[TASK DETAILS]
Please return every line of the records below that holds the word "ErrorCategory".

#### DATA EXTRACT

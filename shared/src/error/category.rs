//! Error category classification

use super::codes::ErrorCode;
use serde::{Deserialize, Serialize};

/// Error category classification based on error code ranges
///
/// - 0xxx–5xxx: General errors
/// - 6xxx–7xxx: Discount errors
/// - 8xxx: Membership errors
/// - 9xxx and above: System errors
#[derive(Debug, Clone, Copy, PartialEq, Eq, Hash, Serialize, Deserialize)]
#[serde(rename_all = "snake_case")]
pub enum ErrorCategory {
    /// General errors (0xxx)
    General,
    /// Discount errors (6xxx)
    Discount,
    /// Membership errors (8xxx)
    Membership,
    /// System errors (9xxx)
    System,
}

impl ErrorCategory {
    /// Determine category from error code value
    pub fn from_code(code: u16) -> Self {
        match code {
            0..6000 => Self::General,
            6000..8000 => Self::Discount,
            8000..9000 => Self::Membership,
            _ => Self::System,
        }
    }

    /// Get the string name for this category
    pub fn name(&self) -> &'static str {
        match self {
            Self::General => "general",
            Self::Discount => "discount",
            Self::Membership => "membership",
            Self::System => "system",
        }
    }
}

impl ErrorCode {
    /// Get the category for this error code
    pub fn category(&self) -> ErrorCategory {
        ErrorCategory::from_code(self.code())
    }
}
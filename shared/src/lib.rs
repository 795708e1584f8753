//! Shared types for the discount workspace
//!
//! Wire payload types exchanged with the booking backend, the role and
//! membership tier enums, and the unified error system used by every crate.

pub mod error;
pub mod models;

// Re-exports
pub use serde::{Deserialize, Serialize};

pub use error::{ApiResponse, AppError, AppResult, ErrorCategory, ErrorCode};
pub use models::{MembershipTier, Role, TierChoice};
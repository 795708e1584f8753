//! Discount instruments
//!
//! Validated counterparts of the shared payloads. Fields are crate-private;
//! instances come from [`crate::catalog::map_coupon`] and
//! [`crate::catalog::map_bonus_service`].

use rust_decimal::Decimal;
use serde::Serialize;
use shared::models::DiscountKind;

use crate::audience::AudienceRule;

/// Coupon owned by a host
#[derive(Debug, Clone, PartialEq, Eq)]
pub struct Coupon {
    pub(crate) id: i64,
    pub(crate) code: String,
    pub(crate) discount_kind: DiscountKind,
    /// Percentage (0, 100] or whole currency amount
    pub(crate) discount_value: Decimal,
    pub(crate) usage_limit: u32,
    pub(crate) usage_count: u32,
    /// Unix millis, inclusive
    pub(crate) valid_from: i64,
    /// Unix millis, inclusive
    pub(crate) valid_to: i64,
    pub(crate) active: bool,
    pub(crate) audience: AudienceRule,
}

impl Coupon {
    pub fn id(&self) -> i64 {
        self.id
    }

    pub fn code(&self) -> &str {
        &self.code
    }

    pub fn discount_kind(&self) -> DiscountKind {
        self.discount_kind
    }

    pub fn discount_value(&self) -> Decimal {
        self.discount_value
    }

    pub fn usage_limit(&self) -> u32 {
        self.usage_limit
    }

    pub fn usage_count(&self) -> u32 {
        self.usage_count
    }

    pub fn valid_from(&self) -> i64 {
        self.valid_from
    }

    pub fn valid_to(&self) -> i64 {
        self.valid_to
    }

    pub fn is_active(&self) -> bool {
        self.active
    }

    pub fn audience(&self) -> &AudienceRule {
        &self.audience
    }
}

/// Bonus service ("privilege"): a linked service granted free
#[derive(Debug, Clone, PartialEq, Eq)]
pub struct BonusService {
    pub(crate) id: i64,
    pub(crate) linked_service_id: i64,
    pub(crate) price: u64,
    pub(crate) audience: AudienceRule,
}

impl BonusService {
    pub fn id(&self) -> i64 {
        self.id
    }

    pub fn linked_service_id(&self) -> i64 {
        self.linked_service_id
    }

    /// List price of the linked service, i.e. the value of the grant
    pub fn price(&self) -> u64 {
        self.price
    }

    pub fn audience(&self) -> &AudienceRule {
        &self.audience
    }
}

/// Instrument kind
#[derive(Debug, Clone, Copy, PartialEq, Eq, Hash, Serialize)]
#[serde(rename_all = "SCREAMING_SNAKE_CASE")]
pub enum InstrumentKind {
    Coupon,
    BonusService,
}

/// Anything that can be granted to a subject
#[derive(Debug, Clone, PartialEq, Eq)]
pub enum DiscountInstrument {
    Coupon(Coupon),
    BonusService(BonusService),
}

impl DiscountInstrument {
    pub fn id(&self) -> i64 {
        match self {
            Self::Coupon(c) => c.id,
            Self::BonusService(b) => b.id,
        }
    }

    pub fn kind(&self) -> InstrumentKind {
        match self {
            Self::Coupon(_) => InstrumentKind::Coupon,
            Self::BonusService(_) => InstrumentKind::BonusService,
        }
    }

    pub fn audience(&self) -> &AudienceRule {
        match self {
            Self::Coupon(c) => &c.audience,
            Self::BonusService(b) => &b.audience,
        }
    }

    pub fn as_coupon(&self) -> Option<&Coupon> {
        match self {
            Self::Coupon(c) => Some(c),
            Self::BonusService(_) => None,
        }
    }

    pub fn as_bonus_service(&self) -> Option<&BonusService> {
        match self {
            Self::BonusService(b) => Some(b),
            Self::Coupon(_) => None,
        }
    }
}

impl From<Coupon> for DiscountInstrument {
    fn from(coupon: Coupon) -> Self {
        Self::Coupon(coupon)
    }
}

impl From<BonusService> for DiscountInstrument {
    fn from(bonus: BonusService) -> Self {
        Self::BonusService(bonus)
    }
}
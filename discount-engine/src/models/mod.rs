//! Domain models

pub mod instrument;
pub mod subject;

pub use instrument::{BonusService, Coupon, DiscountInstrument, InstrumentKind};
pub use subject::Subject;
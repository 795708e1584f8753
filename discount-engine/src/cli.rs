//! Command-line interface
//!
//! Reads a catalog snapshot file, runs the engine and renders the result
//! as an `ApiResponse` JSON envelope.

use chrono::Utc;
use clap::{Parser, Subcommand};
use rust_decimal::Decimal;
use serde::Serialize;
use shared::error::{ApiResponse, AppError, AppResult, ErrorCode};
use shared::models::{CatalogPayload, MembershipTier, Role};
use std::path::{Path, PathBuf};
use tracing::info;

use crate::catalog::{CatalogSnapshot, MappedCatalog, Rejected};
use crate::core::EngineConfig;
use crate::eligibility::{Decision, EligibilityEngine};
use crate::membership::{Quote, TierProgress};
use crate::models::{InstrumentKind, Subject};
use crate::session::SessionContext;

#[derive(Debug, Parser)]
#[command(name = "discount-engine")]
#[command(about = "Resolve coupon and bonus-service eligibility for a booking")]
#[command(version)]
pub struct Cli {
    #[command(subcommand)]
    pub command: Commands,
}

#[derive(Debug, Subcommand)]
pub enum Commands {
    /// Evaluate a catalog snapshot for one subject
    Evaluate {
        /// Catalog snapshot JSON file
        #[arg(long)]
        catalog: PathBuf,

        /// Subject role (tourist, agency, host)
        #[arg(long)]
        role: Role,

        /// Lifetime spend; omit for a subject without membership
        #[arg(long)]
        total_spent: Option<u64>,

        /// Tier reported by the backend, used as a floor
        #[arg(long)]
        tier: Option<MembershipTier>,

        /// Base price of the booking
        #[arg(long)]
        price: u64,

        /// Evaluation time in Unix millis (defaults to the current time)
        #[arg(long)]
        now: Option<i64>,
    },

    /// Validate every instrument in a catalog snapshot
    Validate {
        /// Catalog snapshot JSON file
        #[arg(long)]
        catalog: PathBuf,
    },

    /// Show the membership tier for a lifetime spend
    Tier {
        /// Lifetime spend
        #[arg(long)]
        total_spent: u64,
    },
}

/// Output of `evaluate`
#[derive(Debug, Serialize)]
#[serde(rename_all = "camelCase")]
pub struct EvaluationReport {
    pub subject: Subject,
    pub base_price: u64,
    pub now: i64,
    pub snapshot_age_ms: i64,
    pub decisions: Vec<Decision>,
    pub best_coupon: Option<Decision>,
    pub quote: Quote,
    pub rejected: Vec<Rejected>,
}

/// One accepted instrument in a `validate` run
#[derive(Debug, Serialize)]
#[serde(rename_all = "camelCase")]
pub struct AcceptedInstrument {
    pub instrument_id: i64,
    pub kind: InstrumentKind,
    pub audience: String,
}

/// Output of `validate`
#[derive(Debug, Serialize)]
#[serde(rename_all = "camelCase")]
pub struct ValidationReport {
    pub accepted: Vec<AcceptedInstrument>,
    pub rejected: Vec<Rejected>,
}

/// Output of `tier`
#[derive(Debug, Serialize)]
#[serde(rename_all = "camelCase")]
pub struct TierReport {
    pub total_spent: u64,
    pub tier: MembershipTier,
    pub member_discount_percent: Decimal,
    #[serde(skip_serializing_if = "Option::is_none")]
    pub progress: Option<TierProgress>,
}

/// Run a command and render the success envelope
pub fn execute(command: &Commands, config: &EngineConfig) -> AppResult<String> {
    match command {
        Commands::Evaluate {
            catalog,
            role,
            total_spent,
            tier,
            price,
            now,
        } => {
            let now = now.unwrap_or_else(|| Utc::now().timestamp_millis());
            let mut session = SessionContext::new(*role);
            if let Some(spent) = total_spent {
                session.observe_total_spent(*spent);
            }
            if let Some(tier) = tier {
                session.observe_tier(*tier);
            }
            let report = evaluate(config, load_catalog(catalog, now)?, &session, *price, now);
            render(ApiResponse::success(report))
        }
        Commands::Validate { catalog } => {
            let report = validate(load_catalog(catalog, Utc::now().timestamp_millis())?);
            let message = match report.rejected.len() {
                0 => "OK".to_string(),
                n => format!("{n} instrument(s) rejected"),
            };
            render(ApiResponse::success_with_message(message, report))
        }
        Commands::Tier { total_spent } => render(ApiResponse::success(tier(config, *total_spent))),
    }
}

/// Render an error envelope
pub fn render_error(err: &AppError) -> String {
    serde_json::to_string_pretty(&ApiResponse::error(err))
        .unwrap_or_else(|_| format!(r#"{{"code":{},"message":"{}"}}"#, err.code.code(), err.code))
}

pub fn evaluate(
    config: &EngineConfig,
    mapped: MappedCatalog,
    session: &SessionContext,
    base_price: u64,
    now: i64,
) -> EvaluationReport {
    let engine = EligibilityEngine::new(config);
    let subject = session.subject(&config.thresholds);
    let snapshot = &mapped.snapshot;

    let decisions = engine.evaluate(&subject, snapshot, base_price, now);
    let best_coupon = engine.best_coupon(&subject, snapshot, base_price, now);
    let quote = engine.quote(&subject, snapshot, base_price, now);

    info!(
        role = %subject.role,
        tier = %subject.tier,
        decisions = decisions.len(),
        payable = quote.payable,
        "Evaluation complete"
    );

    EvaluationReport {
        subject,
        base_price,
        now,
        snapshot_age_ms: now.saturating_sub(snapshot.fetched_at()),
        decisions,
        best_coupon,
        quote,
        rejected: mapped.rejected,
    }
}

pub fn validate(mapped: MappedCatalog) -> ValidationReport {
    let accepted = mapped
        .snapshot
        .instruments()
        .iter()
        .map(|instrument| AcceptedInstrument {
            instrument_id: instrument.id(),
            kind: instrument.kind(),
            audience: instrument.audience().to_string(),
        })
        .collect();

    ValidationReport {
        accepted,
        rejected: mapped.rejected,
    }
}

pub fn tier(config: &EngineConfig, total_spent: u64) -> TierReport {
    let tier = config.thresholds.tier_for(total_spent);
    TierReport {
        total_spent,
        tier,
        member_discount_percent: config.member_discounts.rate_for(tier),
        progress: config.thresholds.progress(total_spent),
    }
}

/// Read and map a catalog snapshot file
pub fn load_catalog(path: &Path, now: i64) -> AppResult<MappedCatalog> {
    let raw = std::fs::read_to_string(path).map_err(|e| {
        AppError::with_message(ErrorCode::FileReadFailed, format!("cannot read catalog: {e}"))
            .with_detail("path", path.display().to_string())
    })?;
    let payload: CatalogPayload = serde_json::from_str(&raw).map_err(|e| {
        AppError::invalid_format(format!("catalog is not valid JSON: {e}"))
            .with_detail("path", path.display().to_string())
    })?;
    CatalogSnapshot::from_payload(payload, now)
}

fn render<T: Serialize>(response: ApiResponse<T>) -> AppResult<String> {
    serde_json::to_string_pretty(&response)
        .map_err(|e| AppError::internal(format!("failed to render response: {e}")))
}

########

[RESULT FOR THIS EXERCISE]
pub enum ErrorCategory {
impl ErrorCategory {
    pub fn category(&self) -> ErrorCategory {
        ErrorCategory::from_code(self.code())
pub use error::{ApiResponse, AppError, AppResult, ErrorCategory, ErrorCode};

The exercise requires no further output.